### [The task]
Please give the number of lines in the records below where the word "coordinator" occurs, and nothing else.

Saved entries
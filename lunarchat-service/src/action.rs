//! User actions routed through the coordinator

use bytes::Bytes;
use lunarchat_core::report::AnalysisMode;

/// A locally selected image as handed over by the UI layer
#[derive(Debug, Clone)]
pub struct LocalImage {
    pub filename: String,
    pub bytes: Bytes,
}

impl LocalImage {
    pub fn new(filename: impl Into<String>, bytes: Bytes) -> Self {
        Self {
            filename: filename.into(),
            bytes,
        }
    }
}

/// Everything the user can do to a session's upload/analysis lifecycle
#[derive(Debug, Clone)]
pub enum UserAction {
    /// Select a local image for the session
    Stage(LocalImage),
    /// Send the staged image to the server
    Upload,
    /// Abandon a staged or in-flight upload
    Cancel,
    /// Request analysis of the uploaded image
    Analyze(AnalysisMode),
}

impl UserAction {
    /// Action name used in gate errors and log lines
    pub fn name(&self) -> &'static str {
        match self {
            UserAction::Stage(_) => "stage",
            UserAction::Upload => "upload",
            UserAction::Cancel => "cancel",
            UserAction::Analyze(_) => "analyze",
        }
    }
}
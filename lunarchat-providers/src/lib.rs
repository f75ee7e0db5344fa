//! Remote boundary for lunarchat
//!
//! Defines the traits the coordinator calls across the system boundary
//! (upload, analyze, login) and the reqwest client that implements them
//! against the LunarChat backend.

pub mod base;
pub mod http;

pub use base::{
    Authenticator, ImageUploader, RemoteError, RemoteResult, SampleAnalyzer, UploadedImage,
};
pub use http::LunarApiClient;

### [Your response]
2